Background information
- Origin: Bergen, Norway
- Genres: Progressive metal; black metal; folk metal;
- Years active: 1995–present
- Label: Century Media
- Members: Øystein G. Brun ICS Vortex Lars A. Nedland Bjørn Dugstad Rønnow Jostein Thomassen
- Past members: Vintersorg Ivar Bjørnson Erik "Grim" Brødreskift Kristoffer Rygg Infernus Kai Lie Justin Greaves Asgeir Mickelson Tyr David Kinkade Jens F. Ryland Baard Kolstad
- Website: borknagar.com

= Borknagar =

Norwegian progressive metal band

Borknagar is a Norwegian progressive metal band with black metal and folk influences. It was founded in Bergen in 1995 by Øystein Garnes Brun as a black metal band before switching to a melodic and progressive style. Borknagar's lyrics deal with philosophy, paganism, nature and the cosmos. The band has released twelve studio albums.

==History==
Borknagar was founded by Øystein Brun. Then a member of Norwegian death metal band Molested, he tired of the band's brutal aspects. Brun formed Borknagar as a more melodic outlet, inspired by Norwegian black metal movement and looking to push the boundaries of "traditional" black metal music. He wrote the music and lyrics and assembled an all-star group of black metal musicians, such as Infernus of Gorgoroth, Grim of Immortal and Gorgoroth and Ivar Bjørnson of Enslaved. When Garm of Ulver, Head Control System and Arcturus joined the project, it brought the band immediate attention. The band never recorded a demo. They asked for and received a record contract on Malicious Records on the strength of the lineup. Borknagar gained fans and received positive press attention. In 1999, Grim died. He was replaced with Justin Greaves, who left shortly after to be replaced with Asgeir Mickelson.

Borknagar has released twelve albums. Their self-titled debut album features Norwegian lyrics. Subsequent albums have featured English lyrics. The Olden Domain featured an instrumental track titled in Norwegian. Aside from Brun's lyrics, the band has featured lyrics by ICS Vortex from Arcturus and ex-Dimmu Borgir, drummer Asgeir Mickelson, keyboardist Lars Nedland and by vocalist Vintersorg from Otyg and his eponymous band. Bassist Jan Erik Tiwaz (a.k.a. Tyr) wrote the song "The View of Everlast". Borknagar has toured with bands including Emperor, Peccatum, In Flames, Morbid Angel and Cradle of Filth.

Borknagar released a lighter album, Origin, which is "an acoustic effort based entirely on the epic and progressive aspect of the band", according to Brun's statement on heavy metal website Blabbermouth.net.

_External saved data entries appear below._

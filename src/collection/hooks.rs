//! Per-collection transform hooks.

use async_trait::async_trait;
use serde_json::Value;

use super::Document;
use crate::error::Result;
use crate::store::Filter;

/// Optional transforms around store access. Every method defaults to the
/// identity, so implementors override only what they need.
///
/// An error from any hook aborts the operation; read hooks leave the cache
/// untouched.
#[async_trait]
pub trait CollectionHooks: Send + Sync {
    /// Runs before the store is queried.
    async fn before_read(&self, filter: Filter) -> Result<Filter> {
        Ok(filter)
    }

    /// Runs on normalized (and standardized) documents before caching.
    async fn after_read(&self, docs: Vec<Document>) -> Result<Vec<Document>> {
        Ok(docs)
    }

    /// Runs on the raw payload before validation.
    async fn before_write(&self, payload: Value) -> Result<Value> {
        Ok(payload)
    }

    /// Runs on the written document before it is returned.
    async fn after_write(&self, doc: Document) -> Result<Document> {
        Ok(doc)
    }
}

/// Hooks that change nothing.
#[derive(Debug, Default, Clone, Copy)]
pub struct NoHooks;

impl CollectionHooks for NoHooks {}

In late December 2007, the band signed a three-album deal with the Norwegian label Indie Recordings. In March 2008, Asgeir posted an announcement from Brun on UltimateMetal forums, stating that Erik Tiwaz and Jens F. Ryland had rejoined the band, and they were aiming for a January 2009 release. In May 2008, Brun released another statement, announcing drummer Asgeir's departure due to "evolving differences in musical ideas and visions [...] The split happens in friendly manner and with mutual respect for the decision that he has made. He will remain a good friend of the band." American drummer David Kinkade, who had worked with Arsis and Malevolent Creation, joined the band.

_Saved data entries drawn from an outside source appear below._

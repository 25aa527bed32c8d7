//! Request DTOs for the HTTP API
//!
//! Query strings accepted by the collection and cache endpoints. Write
//! bodies are free-form JSON documents and need no DTO.

use serde::Deserialize;

use crate::collection::ReadOptions;

/// Query string of the read endpoints (`?force=true` bypasses the cache read)
#[derive(Debug, Clone, Copy, Default, Deserialize)]
pub struct ReadQuery {
    #[serde(default)]
    pub force: bool,
}

impl From<ReadQuery> for ReadOptions {
    fn from(query: ReadQuery) -> Self {
        ReadOptions { force: query.force }
    }
}

/// Query string of `DELETE /cache`
///
/// Without a prefix the whole cache is cleared.
#[derive(Debug, Clone, Default, Deserialize)]
pub struct ClearQuery {
    #[serde(default)]
    pub prefix: Option<String>,
}

impl ClearQuery {
    /// Rejects an empty prefix, which would silently clear everything.
    pub fn validate(&self) -> Option<String> {
        match self.prefix.as_deref() {
            Some("") => Some("Prefix cannot be empty; omit it to clear the cache".to_string()),
            _ => None,
        }
    }
}

#[cfg(test)]
mod tests {
    use super::*;

    #[test]
    fn test_read_query_defaults_to_cached() {
        let query: ReadQuery = serde_json::from_str("{}").unwrap();
        assert!(!ReadOptions::from(query).force);
    }

    #[test]
    fn test_read_query_force() {
        let query: ReadQuery = serde_json::from_str(r#"{"force": true}"#).unwrap();
        assert!(ReadOptions::from(query).force);
    }

    #[test]
    fn test_clear_query_validate() {
        assert!(ClearQuery { prefix: None }.validate().is_none());
        assert!(ClearQuery {
            prefix: Some("collection:items:".into())
        }
        .validate()
        .is_none());
        assert!(ClearQuery {
            prefix: Some(String::new())
        }
        .validate()
        .is_some());
    }
}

In April 2009, the band announced their upcoming album Universal. The album, scheduled for a September release, was postponed to a February 2010 release.

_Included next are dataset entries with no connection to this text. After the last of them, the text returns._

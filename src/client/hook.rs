//! Client orchestration hook.
//!
//! A [`CollectionHook`] binds one endpoint to the client cache and a
//! [`Fetcher`]. Its observable state is `(data, loading, error)`; `phase`
//! follows `Idle -> Loading -> Success | Error` and re-enters `Loading` on
//! every fetch.
//!
//! Responses are applied in the order they resolve. A response for an
//! endpoint the hook no longer points at is dropped.

use std::fmt;
use std::sync::{Arc, Mutex, MutexGuard};
use std::time::Duration;

use reqwest::Method;
use serde_json::Value;
use tracing::{debug, warn};

use super::Fetcher;
use crate::cache::{keys, TtlCache};
use crate::error::FetchError;
use crate::lock::mutex_lock;
use crate::standardize::{entity_type, Standardizer};

const SOURCE: &str = "client::hook";

/// Caller-supplied transform applied to fresh data before display and caching.
pub type Transform = Arc<dyn Fn(Value) -> Value + Send + Sync>;

/// Receives refresh failures. Defaults to a `tracing` warning.
pub type ErrorObserver = Arc<dyn Fn(&str, &FetchError) + Send + Sync>;

// == Phase ==
#[derive(Debug, Clone, PartialEq)]
pub enum Phase {
    /// Nothing fetched yet; data is the initial data
    Idle,
    /// A fetch is in flight
    Loading,
    Success,
    Error(FetchError),
}

// == Options ==
#[derive(Clone, Default)]
pub struct HookOptions {
    /// Data displayed before anything is fetched
    pub initial_data: Option<Value>,
    /// Collection name used for client cache keys. Defaults to the last
    /// path segment of the endpoint.
    pub cache_name: Option<String>,
    /// TTL of client cache writes. Defaults to the cache's default TTL.
    pub ttl: Option<Duration>,
    pub standardizer: Option<Arc<dyn Standardizer>>,
    pub transform: Option<Transform>,
    pub on_error: Option<ErrorObserver>,
}

impl HookOptions {
    pub fn with_initial_data(mut self, data: Value) -> Self {
        self.initial_data = Some(data);
        self
    }

    pub fn with_cache_name(mut self, name: impl Into<String>) -> Self {
        self.cache_name = Some(name.into());
        self
    }

    pub fn with_ttl(mut self, ttl: Duration) -> Self {
        self.ttl = Some(ttl);
        self
    }

    pub fn with_standardizer(mut self, standardizer: Arc<dyn Standardizer>) -> Self {
        self.standardizer = Some(standardizer);
        self
    }

    pub fn with_transform(mut self, transform: impl Fn(Value) -> Value + Send + Sync + 'static) -> Self {
        self.transform = Some(Arc::new(transform));
        self
    }

    pub fn with_error_observer(
        mut self,
        observer: impl Fn(&str, &FetchError) + Send + Sync + 'static,
    ) -> Self {
        self.on_error = Some(Arc::new(observer));
        self
    }
}

impl fmt::Debug for HookOptions {
    fn fmt(&self, f: &mut fmt::Formatter<'_>) -> fmt::Result {
        f.debug_struct("HookOptions")
            .field("initial_data", &self.initial_data)
            .field("cache_name", &self.cache_name)
            .field("ttl", &self.ttl)
            .finish_non_exhaustive()
    }
}

// == Snapshot ==
/// What a UI renders from.
#[derive(Debug, Clone, PartialEq)]
pub struct HookSnapshot {
    pub data: Option<Value>,
    /// A fetch or a refresh is in flight
    pub loading: bool,
    pub error: Option<FetchError>,
    pub is_refreshing: bool,
    pub phase: Phase,
}

#[derive(Debug)]
struct HookState {
    endpoint: String,
    data: Option<Value>,
    phase: Phase,
    /// Number of refreshes in flight
    refreshing: usize,
}

// == Collection Hook ==
pub struct CollectionHook {
    fetcher: Arc<dyn Fetcher>,
    cache: Arc<TtlCache<Value>>,
    options: HookOptions,
    state: Mutex<HookState>,
}

impl CollectionHook {
    /// Creates an idle hook. Nothing is fetched until [`mount`](Self::mount).
    pub fn new(
        endpoint: impl Into<String>,
        fetcher: Arc<dyn Fetcher>,
        cache: Arc<TtlCache<Value>>,
        options: HookOptions,
    ) -> Self {
        let state = HookState {
            endpoint: endpoint.into(),
            data: options.initial_data.clone(),
            phase: Phase::Idle,
            refreshing: 0,
        };
        Self {
            fetcher,
            cache,
            options,
            state: Mutex::new(state),
        }
    }

    // == Lifecycle ==
    /// Seeds data from a live client cache entry, then fetches.
    ///
    /// The cache check happens before the first suspension point, so cached
    /// data is visible while the fetch is in flight.
    pub async fn mount(&self) {
        let endpoint = {
            let mut state = self.lock("mount");
            let key = keys::collection_all(&self.cache_name(&state.endpoint));
            if let Some(cached) = self.cache.get(&key) {
                debug!(endpoint = %state.endpoint, "seeded from client cache");
                state.data = Some(cached);
            }
            state.phase = Phase::Loading;
            state.endpoint.clone()
        };

        self.load(endpoint).await;
    }

    /// Points the hook at another endpoint and mounts again. Does nothing if
    /// the endpoint is unchanged.
    pub async fn set_endpoint(&self, endpoint: impl Into<String>) {
        let endpoint = endpoint.into();
        {
            let mut state = self.lock("set_endpoint");
            if state.endpoint == endpoint {
                return;
            }
            state.endpoint = endpoint;
        }
        self.mount().await;
    }

    /// Fetches again through the cache-respecting read.
    pub async fn refetch(&self) {
        let endpoint = {
            let mut state = self.lock("refetch");
            state.phase = Phase::Loading;
            state.endpoint.clone()
        };

        self.load(endpoint).await;
    }

    /// Forces the server to re-read the store and displays the result.
    ///
    /// Never fails: errors go to the error observer and the displayed data
    /// and phase stay as they were.
    pub async fn refresh(&self) {
        let endpoint = {
            let mut state = self.lock("refresh");
            state.refreshing += 1;
            state.endpoint.clone()
        };

        let result = self.fetcher.post(&refresh_endpoint(&endpoint), None).await;

        let mut state = self.lock("refresh");
        state.refreshing -= 1;
        if state.endpoint != endpoint {
            return;
        }
        match result {
            Ok(data) => self.accept(&mut state, data),
            Err(err) => {
                drop(state);
                self.report(&endpoint, &err);
            }
        }
    }

    // == Mutations ==
    /// POSTs `payload` to the endpoint, then invalidates the client listing
    /// and refetches.
    pub async fn create(&self, payload: Value) -> Result<Value, FetchError> {
        let endpoint = self.endpoint();
        let created = self
            .fetcher
            .request(Method::POST, &endpoint, Some(payload))
            .await?;

        self.cache
            .delete(&keys::collection_all(&self.cache_name(&endpoint)));
        self.refetch().await;
        Ok(created)
    }

    /// PUTs `payload` to `<endpoint>/<id>`, then invalidates and refetches.
    pub async fn update(&self, id: &str, payload: Value) -> Result<Value, FetchError> {
        let endpoint = self.endpoint();
        let updated = self
            .fetcher
            .request(Method::PUT, &item_endpoint(&endpoint, id), Some(payload))
            .await?;

        self.invalidate_item(&endpoint, id);
        self.refetch().await;
        Ok(updated)
    }

    /// DELETEs `<endpoint>/<id>`, then invalidates and refetches.
    pub async fn remove(&self, id: &str) -> Result<(), FetchError> {
        let endpoint = self.endpoint();
        self.fetcher
            .request(Method::DELETE, &item_endpoint(&endpoint, id), None)
            .await?;

        self.invalidate_item(&endpoint, id);
        self.refetch().await;
        Ok(())
    }

    // == Observation ==
    pub fn snapshot(&self) -> HookSnapshot {
        let state = self.lock("snapshot");
        let error = match &state.phase {
            Phase::Error(err) => Some(err.clone()),
            _ => None,
        };
        HookSnapshot {
            data: state.data.clone(),
            loading: state.phase == Phase::Loading || state.refreshing > 0,
            error,
            is_refreshing: state.refreshing > 0,
            phase: state.phase.clone(),
        }
    }

    pub fn data(&self) -> Option<Value> {
        self.lock("data").data.clone()
    }

    pub fn loading(&self) -> bool {
        self.snapshot().loading
    }

    pub fn error(&self) -> Option<FetchError> {
        self.snapshot().error
    }

    pub fn endpoint(&self) -> String {
        self.lock("endpoint").endpoint.clone()
    }

    // == Internals ==
    async fn load(&self, endpoint: String) {
        let result = self.fetcher.get(&endpoint).await;

        let mut state = self.lock("load");
        if state.endpoint != endpoint {
            debug!(%endpoint, "dropping response for previous endpoint");
            return;
        }
        match result {
            Ok(data) => self.accept(&mut state, data),
            Err(err) => {
                debug!(%endpoint, error = %err, "fetch failed");
                state.phase = Phase::Error(err);
            }
        }
    }

    /// Standardize, transform, display and cache fresh data.
    fn accept(&self, state: &mut HookState, data: Value) {
        let name = self.cache_name(&state.endpoint);
        let data = match &self.options.standardizer {
            Some(standardizer) => standardizer.standardize_value(&entity_type(&name), data),
            None => data,
        };
        let data = match &self.options.transform {
            Some(transform) => transform(data),
            None => data,
        };

        let ttl = self.options.ttl.unwrap_or_else(|| self.cache.default_ttl());
        self.cache.set(keys::collection_all(&name), data.clone(), ttl);
        state.data = Some(data);
        state.phase = Phase::Success;
    }

    fn report(&self, endpoint: &str, err: &FetchError) {
        match &self.options.on_error {
            Some(observer) => observer(endpoint, err),
            None => warn!(%endpoint, error = %err, "refresh failed; keeping previous data"),
        }
    }

    fn invalidate_item(&self, endpoint: &str, id: &str) {
        let name = self.cache_name(endpoint);
        self.cache.delete(&keys::collection_all(&name));
        if let Some(key) = keys::collection_item(&name, id) {
            self.cache.delete(&key);
        }
    }

    fn cache_name(&self, endpoint: &str) -> String {
        self.options
            .cache_name
            .clone()
            .unwrap_or_else(|| collection_name(endpoint))
    }

    fn lock(&self, op: &'static str) -> MutexGuard<'_, HookState> {
        mutex_lock(&self.state, SOURCE, op)
    }
}

impl fmt::Debug for CollectionHook {
    fn fmt(&self, f: &mut fmt::Formatter<'_>) -> fmt::Result {
        f.debug_struct("CollectionHook")
            .field("endpoint", &self.endpoint())
            .finish_non_exhaustive()
    }
}

/// Last path segment of an endpoint, ignoring any query string.
pub fn collection_name(endpoint: &str) -> String {
    let path = endpoint.split(['?', '#']).next().unwrap_or_default();
    path.trim_end_matches('/')
        .rsplit('/')
        .next()
        .unwrap_or_default()
        .to_string()
}

fn split_query(endpoint: &str) -> (&str, &str) {
    match endpoint.find('?') {
        Some(index) => endpoint.split_at(index),
        None => (endpoint, ""),
    }
}

fn refresh_endpoint(endpoint: &str) -> String {
    let (path, query) = split_query(endpoint);
    format!("{}/refresh{query}", path.trim_end_matches('/'))
}

fn item_endpoint(endpoint: &str, id: &str) -> String {
    let (path, _) = split_query(endpoint);
    format!("{}/{id}", path.trim_end_matches('/'))
}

In early June 2010, bassist Tiwaz left Borknagar due to "general disagreements", and ICS Vortex replaced him and Vintersorg on the upcoming tour.

Also in June 2010, the band announced their first tour of South America, with ICS Vortex on vocals. On 25 August 2010, the band cancelled the South American tour due to reasons beyond their control.

In January 2011, the deal with Indie Recordings ended, and on 28 March 2011, Borknagar signed a three-album deal with Century Media Records.

On 22 April 2011, the band officially announced the return of ICS Vortex on bass and vocals.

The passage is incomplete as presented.